The study of unionism through the lens of multiple and intersecting dominations
Cristina NIZZOLI
The globalisation of production, the tertiarization of the economy and new modes of labour mana-gement have altered the conditions of representation and conflict for workers. Through a study on the practices of the Italian CGIL in the cleaning sector, this article shows how the observation of multi-ple and intersecting dominations is fertile ground to study the workings of union representation. Where union representation is staffed by white Italians, having never worked in the sector and not sharing the workers’ experience of oppression in this « dirty job », the only link between them is the relationship of trust. It is nevertheless difficult to maintain over time and, when it is not accompanied by structural changes in the modalities of representation, it fails to constitute a long-term driver of union engagement for these employees.

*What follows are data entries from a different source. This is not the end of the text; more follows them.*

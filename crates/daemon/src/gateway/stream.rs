// SPDX-License-Identifier: BUSL-1.1
// Copyright (c) 2026 Alfred Jean LLC

//! Per-job push channel over WebSocket.
//!
//! Each subscriber owns its receiver half of a bounded broadcaster
//! buffer; the engine drops laggards, which surfaces here as the stream
//! ending.

use super::ApiError;
use crate::engine::EngineHandle;
use axum::extract::ws::{Message, WebSocket, WebSocketUpgrade};
use axum::extract::{Path, State};
use axum::response::IntoResponse;

pub(crate) async fn stream_job(
    State(engine): State<EngineHandle>,
    Path(id): Path<String>,
    ws: WebSocketUpgrade,
) -> Result<impl IntoResponse, ApiError> {
    if engine.job(&id).is_none() {
        return Err(ApiError::NotFound(format!("job {} not found", id)));
    }

    let rx = engine.subscribe(&id);
    Ok(ws.on_upgrade(move |socket| forward_stream(socket, id, rx)))
}

/// Pump broadcaster messages to the socket until either side closes.
async fn forward_stream(
    mut socket: WebSocket,
    job_id: String,
    mut rx: tokio::sync::mpsc::Receiver<crate::engine::StreamMessage>,
) {
    loop {
        tokio::select! {
            message = rx.recv() => match message {
                Some(message) => {
                    let payload = match serde_json::to_string(&message) {
                        Ok(payload) => payload,
                        Err(e) => {
                            tracing::error!(job_id = %job_id, error = %e, "stream message serialization failed");
                            continue;
                        }
                    };
                    if socket.send(Message::Text(payload.into())).await.is_err() {
                        break;
                    }
                }
                // Channel closed: terminal grace elapsed or laggard drop.
                None => {
                    let _ = socket.send(Message::Close(None)).await;
                    break;
                }
            },

            incoming = socket.recv() => match incoming {
                // Subscribers don't speak; drain pings and ignore text.
                Some(Ok(Message::Close(_))) | Some(Err(_)) | None => break,
                Some(Ok(_)) => {}
            },
        }
    }
    tracing::debug!(job_id = %job_id, "stream subscriber disconnected");
}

Keywords : cleaning industry, CGIL, trade union representation, domination.
Regulation and practice of remote working: union representatives and remote working in the services
Sophie LOUEY
While remote working has been used in some service companies since before the 2020s, it seems to have been of little interest to unions. Yet, during the health crisis, and since, union activists have, like many other employees, become remote workers, and have had to adapt their practices in order to pursue their activities in a changed professional and union context. We have carried out a collective study on the effects of remote working on union activity in insurance and assistance companies: through this study we are able to observe that remote working, on the one hand, was already in use before the health crisis, but on the other hand became widespread during the Covid-19 crisis and laid down a challenge for unions, requiring union representatives to change their organisation and practices in a context of increasing union workloads.
Keywords : remote working, trade union collective, services, insurance, assistance.